═══ Data for review

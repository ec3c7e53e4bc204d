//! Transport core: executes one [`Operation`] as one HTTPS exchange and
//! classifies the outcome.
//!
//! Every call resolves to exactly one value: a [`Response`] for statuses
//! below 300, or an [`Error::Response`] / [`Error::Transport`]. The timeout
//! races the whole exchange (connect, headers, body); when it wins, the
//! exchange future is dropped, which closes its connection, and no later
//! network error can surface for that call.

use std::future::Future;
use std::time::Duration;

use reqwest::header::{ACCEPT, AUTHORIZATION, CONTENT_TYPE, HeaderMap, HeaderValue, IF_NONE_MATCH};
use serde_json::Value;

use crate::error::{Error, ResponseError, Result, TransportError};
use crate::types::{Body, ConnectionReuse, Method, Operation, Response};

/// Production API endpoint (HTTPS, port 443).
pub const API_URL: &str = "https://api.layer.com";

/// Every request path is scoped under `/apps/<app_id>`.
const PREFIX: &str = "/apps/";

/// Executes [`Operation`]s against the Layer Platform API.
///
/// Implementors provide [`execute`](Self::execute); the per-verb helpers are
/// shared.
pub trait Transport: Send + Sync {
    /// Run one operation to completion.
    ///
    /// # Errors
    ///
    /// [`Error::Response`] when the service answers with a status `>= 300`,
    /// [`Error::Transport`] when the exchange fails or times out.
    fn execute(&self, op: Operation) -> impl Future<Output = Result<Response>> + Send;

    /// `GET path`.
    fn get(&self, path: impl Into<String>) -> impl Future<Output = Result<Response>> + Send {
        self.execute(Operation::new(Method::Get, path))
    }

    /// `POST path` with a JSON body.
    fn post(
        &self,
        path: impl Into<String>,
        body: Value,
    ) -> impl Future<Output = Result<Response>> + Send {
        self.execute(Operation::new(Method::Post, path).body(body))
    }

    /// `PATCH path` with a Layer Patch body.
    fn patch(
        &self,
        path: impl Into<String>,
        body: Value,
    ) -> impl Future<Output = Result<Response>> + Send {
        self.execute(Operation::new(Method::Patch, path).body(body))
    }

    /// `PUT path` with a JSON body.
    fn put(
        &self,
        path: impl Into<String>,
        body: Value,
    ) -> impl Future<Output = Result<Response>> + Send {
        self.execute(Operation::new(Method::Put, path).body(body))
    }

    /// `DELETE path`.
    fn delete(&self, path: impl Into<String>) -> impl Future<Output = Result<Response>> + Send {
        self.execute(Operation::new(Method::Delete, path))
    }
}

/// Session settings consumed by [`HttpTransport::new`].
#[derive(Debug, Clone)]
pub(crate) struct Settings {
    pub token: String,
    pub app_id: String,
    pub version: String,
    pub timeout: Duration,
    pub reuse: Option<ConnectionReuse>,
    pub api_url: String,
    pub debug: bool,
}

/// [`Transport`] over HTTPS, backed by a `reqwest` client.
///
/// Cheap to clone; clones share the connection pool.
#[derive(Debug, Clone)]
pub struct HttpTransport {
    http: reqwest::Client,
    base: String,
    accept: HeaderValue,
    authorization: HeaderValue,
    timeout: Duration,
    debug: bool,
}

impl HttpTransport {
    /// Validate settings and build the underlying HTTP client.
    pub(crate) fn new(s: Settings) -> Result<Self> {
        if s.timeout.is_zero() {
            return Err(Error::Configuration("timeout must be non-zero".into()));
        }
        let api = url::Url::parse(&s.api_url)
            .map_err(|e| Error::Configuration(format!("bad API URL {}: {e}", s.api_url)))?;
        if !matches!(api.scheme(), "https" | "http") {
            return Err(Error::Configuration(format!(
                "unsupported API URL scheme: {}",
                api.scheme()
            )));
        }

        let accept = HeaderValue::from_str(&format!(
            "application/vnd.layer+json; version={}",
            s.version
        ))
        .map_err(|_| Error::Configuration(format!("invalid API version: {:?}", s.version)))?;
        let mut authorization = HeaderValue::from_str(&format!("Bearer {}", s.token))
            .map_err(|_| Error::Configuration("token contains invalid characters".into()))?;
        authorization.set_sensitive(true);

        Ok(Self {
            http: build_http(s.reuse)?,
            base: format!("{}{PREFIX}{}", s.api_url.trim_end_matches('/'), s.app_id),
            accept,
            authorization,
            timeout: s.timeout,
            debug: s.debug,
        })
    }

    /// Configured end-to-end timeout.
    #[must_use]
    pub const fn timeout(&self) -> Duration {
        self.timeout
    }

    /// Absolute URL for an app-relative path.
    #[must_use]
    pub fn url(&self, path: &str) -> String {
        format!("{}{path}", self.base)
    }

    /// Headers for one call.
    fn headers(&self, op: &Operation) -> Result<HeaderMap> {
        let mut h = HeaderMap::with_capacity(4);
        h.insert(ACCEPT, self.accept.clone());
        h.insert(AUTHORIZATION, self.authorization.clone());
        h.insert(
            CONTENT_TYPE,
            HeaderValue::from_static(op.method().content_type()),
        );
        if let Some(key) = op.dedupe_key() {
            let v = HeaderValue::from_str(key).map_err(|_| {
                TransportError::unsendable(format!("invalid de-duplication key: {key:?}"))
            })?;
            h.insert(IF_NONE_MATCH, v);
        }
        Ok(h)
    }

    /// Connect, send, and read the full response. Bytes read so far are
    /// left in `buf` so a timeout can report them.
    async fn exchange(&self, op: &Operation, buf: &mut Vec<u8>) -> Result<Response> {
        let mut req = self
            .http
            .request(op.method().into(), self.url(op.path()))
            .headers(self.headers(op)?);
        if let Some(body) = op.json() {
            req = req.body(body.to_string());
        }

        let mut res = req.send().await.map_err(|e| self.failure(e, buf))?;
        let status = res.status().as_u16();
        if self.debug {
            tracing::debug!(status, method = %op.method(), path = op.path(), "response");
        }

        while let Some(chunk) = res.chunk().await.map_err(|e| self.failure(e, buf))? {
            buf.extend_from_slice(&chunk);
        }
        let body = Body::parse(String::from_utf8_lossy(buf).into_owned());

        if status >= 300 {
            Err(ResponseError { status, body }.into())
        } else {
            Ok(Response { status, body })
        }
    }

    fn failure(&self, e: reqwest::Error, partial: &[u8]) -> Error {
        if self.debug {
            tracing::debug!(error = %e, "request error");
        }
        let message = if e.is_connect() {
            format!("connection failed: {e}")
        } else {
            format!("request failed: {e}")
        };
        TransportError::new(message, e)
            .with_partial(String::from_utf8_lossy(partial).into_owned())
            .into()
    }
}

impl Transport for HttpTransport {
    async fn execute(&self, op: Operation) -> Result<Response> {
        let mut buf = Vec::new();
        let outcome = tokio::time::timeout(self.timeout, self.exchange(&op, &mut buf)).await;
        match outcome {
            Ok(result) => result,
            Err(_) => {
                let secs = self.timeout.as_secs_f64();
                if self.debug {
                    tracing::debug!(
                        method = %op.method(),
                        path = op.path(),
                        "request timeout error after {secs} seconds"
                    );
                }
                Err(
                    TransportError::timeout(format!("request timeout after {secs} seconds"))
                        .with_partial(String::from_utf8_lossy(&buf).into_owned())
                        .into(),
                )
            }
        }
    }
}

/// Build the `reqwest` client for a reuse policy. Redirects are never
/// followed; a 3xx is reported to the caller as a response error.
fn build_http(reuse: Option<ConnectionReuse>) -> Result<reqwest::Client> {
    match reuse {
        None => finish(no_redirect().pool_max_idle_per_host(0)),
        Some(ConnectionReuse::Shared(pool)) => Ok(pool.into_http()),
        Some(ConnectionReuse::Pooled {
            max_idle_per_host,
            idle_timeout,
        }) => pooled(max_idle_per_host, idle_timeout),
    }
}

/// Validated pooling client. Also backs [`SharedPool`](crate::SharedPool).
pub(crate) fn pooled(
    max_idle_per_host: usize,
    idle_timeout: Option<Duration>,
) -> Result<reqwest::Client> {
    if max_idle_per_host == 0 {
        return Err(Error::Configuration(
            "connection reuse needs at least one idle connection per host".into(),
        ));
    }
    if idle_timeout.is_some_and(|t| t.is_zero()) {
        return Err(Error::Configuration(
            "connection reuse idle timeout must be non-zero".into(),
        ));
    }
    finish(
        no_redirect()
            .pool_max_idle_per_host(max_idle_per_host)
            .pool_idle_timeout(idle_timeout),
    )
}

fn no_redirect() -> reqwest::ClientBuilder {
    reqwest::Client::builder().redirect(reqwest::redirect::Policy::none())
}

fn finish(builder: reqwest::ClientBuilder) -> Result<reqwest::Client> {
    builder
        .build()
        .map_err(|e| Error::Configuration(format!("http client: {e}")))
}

══════

[Problem to solve] Identify all lines in the records above with the word "scheme".

[Solution to the exercise]
        if !matches!(api.scheme(), "https" | "http") {
                "unsupported API URL scheme: {}",
                api.scheme()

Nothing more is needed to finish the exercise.